Phase 1 soll nach diesem Bericht nicht kinetisch sein: „Desinformationskampagnen in Medien und sozialen Netzwerken sollen die Bevölkerung spalten, Vertrauen in die Demokratie untergraben. Cyberattacken, Sabotageakte und Angriffe u.a. auf Kraftwerke, Stromleitungen, Staudämme.“
Aha. Man bekommt gleich zu Beginn das Gefühl, dass die eigentliche Botschaft heißen soll, man befände sich längst im Krieg. Mit Russland. Ganz ohne dass Bundesaußenministerin Annalena Baerbock wieder einmal danebenplappert. Schließlich wird das Lied von „Desinformation“ und „Vertrauen untergraben“ spätestens seit dem Corona-Notstand bei jeder passenden und unpassenden Gelegenheit angestimmt, schlicht, jedes Mal dann, wenn ein etwas anderer Ton zu hören ist.
Sabotageakte wären bei dieser Politik Zeitverschwendung. Bundeswirtschaftsminister Robert Habeck sorgt schon von alleine für die Sabotage, und die amerikanischen Freunde sind ebenfalls gern dazu bereit, siehe Nord Stream.
Aber gut, gehen wir zur Phase 2. „An der NATO-Ostgrenze marschieren russische Truppen auf. Die NATO stationiert zur Abschreckung eigene Truppen, die ersten Bewohner flüchten. Um NATO-Truppenbewegungen zu verzögern, nehmen Spionage, Cyberangriffe und Anschläge zu.“
Wann haben die Jungs das letzte Mal auf eine Karte geschaut? Also beispielsweise, wo die „Ostgrenze der NATO“ verläuft? In der wirklichen Welt sieht das so aus: Es gibt eine gemeinsame Grenze zu Estland und zu Lettland, und dann die Grenze rund um Kaliningrad. Zwischen Russland und der vermutlich fantasierten Grenze nach Polen liegt, wenn man von Kaliningrad absieht, das nur als Aufmarschgebiet für Vollidioten taugte, noch Weißrussland.
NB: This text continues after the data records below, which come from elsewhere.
// src/clone/error.rs
// =============================================================================
// Errors that can happen while cloning one repository.
//
// None of these ever leave a clone task: the task converts them into a
// failed CloneOutcome so the rest of the batch keeps going.
// =============================================================================

use std::io;
use std::path::PathBuf;

use thiserror::Error;

use super::backend::BackendError;
use super::outcome::FailureKind;

#[derive(Error, Debug)]
pub enum CloneError {
    /// The URL has no usable folder name (e.g. nothing left after stripping ".git")
    #[error("cannot derive a folder name from '{url}'")]
    MalformedUrl { url: String },

    /// An existing folder was in the way and could not be deleted
    #[error("could not remove existing folder {}: {source}", path.display())]
    Remove {
        path: PathBuf,
        #[source]
        source: io::Error,
    },

    /// git itself failed: repository not found, auth required, network down...
    #[error("git clone failed: {0}")]
    Clone(#[from] BackendError),

    /// Anything else, including a clone task that panicked
    #[error("unexpected error: {0}")]
    Unexpected(String),
}

impl CloneError {
    pub fn kind(&self) -> FailureKind {
        match self {
            CloneError::MalformedUrl { .. } => FailureKind::MalformedUrl,
            CloneError::Remove { .. } => FailureKind::Remove,
            CloneError::Clone(_) => FailureKind::Clone,
            CloneError::Unexpected(_) => FailureKind::Unexpected,
        }
    }
}

#[cfg(test)]
mod tests {
    use super::*;

    #[test]
    fn test_kind_matches_variant() {
        let malformed = CloneError::MalformedUrl { url: "x".to_string() };
        assert_eq!(malformed.kind(), FailureKind::MalformedUrl);

        let remove = CloneError::Remove {
            path: PathBuf::from("AddOns/one"),
            source: io::Error::from(io::ErrorKind::PermissionDenied),
        };
        assert_eq!(remove.kind(), FailureKind::Remove);
        assert!(remove.to_string().starts_with("could not remove existing folder"));

        let clone = CloneError::from(BackendError::Command {
            code: Some(128),
            detail: "fatal: repository not found".to_string(),
        });
        assert_eq!(clone.kind(), FailureKind::Clone);
        assert!(clone.to_string().contains("repository not found"));
    }
}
Nur so als kleiner, pingeliger geografischer Einwand.
Außer natürlich, und da müsste man eine bisher verschwiegene Einsicht annehmen, es käme unten noch die Grenze zwischen Polen und der jetzigen Ukraine und der Grenzabschnitt zu Rumänien hinzu, dessen Länge aber völlig von der Entwicklung in Bezug auf Transnistrien/Moldawien abhinge.
Im Grunde beinhaltet das Szenario also als Voraussetzungen, dass die ganze jetzige Ukraine bis zur polnischen Grenze russisch ist (Wie sieht übrigens die gedachte polnische Grenze aus? So wie jetzt, oder so, wie sie nach einer Annexion Galiziens aussähe?). Sprich, wir reden von dem Ergebnis einer katastrophalen Niederlage des Westens, bei der man eigentlich davon ausgehen müsste, dass er, der Westen, endlich so weit zu Sinnen kommt, dass er weiteres Herumstochern am russischen Bären unterlässt.
Nachdem aber Phase 2 in diesem tollen Szenario folgt, ist das wohl nicht vorgesehen. Selbst schuld, könnte man da sagen. Wie auch immer, auf den Aufmarsch an der wo auch immer vorgestellten Grenze reagiert dann die NATO ebenfalls mit einem Aufmarsch, bei dem sie durch Anschläge behindert wird.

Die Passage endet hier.